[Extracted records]
********

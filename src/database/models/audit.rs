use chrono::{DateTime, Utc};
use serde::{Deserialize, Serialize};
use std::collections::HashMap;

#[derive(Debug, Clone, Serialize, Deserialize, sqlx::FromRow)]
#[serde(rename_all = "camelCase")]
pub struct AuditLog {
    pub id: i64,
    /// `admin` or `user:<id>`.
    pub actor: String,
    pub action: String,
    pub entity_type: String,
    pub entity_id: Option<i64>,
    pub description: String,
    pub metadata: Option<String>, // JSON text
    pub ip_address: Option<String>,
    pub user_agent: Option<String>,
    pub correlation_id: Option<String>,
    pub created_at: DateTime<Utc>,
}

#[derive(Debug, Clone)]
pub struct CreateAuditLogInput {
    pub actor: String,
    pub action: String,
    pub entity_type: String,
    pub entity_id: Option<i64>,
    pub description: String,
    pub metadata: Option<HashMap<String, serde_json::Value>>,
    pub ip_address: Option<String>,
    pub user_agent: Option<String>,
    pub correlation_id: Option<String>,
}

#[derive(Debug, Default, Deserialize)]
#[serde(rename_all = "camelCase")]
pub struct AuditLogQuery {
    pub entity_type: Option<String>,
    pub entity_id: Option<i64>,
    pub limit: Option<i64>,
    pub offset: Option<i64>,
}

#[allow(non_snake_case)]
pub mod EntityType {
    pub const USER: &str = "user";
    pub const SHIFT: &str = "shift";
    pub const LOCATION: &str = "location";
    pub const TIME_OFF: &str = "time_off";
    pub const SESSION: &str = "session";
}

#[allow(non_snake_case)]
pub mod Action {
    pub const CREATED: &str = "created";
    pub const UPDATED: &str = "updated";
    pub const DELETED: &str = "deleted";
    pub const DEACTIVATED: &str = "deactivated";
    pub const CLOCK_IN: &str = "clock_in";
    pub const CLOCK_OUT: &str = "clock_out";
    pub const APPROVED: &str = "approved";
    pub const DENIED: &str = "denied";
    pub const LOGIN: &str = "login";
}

********

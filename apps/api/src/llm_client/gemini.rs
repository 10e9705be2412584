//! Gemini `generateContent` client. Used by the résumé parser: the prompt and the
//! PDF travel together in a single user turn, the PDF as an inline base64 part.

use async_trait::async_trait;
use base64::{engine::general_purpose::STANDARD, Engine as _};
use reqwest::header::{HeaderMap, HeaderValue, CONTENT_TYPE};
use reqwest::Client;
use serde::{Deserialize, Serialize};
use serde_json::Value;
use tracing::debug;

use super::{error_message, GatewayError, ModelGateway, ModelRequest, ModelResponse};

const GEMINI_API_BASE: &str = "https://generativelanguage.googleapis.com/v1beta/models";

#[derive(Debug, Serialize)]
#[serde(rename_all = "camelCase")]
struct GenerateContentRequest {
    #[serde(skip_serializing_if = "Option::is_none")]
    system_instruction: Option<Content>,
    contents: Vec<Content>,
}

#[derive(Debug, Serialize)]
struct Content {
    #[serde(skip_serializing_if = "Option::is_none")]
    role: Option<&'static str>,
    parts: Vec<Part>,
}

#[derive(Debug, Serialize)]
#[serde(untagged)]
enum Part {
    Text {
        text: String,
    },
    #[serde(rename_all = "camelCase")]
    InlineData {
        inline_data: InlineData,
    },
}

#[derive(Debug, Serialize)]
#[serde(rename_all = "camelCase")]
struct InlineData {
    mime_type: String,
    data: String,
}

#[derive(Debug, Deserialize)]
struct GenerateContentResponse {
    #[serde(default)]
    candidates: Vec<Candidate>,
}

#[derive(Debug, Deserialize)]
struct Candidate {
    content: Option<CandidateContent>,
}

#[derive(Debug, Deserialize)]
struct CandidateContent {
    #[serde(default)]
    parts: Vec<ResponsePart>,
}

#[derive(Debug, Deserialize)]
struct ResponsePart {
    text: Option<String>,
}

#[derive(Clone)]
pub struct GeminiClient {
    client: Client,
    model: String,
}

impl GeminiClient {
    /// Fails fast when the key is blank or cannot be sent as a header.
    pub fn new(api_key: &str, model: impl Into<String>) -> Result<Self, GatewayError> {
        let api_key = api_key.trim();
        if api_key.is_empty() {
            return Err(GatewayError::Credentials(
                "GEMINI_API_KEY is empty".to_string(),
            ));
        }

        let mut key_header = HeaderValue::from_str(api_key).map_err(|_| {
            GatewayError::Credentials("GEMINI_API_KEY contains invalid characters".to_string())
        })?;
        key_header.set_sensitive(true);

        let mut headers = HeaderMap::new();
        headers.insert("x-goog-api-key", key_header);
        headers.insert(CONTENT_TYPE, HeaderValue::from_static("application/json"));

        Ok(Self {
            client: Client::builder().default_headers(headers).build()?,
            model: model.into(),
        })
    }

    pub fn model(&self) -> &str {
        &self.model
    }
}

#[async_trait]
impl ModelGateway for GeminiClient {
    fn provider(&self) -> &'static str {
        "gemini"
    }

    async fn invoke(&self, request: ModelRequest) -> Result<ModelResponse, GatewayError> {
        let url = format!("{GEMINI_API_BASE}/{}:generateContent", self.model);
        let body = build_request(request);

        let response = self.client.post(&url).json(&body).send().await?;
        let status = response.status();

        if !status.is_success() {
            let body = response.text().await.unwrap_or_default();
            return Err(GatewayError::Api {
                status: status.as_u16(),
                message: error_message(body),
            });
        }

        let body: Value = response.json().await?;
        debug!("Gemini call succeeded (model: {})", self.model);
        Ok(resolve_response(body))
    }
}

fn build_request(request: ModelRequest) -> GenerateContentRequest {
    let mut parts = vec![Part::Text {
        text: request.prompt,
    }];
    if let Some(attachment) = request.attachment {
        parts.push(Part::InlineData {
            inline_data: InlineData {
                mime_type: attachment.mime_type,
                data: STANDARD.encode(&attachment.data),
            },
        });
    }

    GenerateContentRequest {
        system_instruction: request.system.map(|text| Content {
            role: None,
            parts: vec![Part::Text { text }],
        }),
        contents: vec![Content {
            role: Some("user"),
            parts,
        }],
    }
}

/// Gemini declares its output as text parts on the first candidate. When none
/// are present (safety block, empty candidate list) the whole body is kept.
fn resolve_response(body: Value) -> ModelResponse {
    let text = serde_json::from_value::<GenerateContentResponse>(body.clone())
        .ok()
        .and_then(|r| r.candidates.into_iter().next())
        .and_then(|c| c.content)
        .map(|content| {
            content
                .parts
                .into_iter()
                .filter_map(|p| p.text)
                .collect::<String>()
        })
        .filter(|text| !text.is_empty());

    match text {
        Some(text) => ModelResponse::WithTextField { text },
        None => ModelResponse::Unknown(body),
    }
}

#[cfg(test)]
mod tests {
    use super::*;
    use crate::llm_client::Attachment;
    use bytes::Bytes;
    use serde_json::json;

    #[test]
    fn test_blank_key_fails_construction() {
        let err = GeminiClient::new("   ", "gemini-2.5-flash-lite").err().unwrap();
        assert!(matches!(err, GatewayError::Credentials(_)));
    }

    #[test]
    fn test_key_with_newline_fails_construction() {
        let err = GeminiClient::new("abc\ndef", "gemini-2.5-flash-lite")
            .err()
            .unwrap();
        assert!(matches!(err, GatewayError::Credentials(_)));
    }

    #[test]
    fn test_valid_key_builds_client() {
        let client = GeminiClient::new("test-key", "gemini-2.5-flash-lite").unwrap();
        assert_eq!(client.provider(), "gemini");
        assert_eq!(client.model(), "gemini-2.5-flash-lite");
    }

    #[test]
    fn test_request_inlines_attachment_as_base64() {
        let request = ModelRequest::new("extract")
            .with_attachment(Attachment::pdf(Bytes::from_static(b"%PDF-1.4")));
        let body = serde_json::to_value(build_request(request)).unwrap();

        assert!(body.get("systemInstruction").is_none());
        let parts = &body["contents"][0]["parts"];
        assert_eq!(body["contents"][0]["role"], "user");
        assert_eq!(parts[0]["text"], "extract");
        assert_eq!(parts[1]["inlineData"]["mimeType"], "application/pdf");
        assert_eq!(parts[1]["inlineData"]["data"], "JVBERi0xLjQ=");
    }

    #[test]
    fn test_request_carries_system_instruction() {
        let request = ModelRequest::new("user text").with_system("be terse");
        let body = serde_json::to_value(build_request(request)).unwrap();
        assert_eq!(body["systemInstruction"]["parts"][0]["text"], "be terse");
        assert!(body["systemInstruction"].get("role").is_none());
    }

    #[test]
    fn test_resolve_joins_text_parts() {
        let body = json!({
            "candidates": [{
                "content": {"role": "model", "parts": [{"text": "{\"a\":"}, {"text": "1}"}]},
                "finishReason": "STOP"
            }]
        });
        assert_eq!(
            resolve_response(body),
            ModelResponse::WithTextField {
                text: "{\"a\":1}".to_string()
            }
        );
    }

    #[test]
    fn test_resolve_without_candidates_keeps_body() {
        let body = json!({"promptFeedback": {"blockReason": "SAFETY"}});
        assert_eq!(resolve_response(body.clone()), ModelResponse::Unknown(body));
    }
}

********

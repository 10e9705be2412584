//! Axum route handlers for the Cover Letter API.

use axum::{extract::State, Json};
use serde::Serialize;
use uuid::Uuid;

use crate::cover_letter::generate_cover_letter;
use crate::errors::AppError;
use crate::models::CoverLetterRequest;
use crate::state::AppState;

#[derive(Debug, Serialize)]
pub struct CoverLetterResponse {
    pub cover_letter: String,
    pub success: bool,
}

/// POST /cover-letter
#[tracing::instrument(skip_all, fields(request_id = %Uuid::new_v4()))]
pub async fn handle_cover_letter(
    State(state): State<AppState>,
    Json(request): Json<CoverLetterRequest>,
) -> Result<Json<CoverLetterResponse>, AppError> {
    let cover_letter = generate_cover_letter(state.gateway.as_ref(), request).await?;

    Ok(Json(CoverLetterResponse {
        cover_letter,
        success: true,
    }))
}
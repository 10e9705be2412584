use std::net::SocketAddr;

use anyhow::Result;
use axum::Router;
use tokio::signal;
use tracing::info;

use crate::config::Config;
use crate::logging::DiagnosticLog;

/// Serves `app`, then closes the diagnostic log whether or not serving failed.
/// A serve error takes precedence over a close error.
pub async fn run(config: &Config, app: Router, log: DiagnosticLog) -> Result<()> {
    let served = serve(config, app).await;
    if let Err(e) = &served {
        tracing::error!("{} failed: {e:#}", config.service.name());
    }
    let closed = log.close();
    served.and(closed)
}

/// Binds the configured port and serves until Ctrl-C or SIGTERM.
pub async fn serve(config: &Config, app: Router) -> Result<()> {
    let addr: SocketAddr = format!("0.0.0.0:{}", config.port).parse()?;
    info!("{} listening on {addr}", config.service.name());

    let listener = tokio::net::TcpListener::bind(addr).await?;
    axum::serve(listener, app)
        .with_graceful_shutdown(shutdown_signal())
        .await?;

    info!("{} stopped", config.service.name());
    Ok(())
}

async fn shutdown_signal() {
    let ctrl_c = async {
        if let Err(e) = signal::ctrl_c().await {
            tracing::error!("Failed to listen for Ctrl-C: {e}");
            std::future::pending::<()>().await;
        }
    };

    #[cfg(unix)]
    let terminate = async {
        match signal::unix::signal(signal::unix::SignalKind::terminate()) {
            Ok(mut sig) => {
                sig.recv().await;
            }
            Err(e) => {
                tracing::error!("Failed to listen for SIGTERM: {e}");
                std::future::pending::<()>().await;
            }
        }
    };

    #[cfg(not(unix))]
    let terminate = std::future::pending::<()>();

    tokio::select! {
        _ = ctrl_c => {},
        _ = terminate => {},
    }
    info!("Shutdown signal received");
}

********

PROBLEM TO WORK ON
In the entries above, find each line with "terminate" and list it.

WRITTEN RESPONSE
    let terminate = async {
        match signal::unix::signal(signal::unix::SignalKind::terminate()) {
    let terminate = std::future::pending::<()>();
        _ = terminate => {},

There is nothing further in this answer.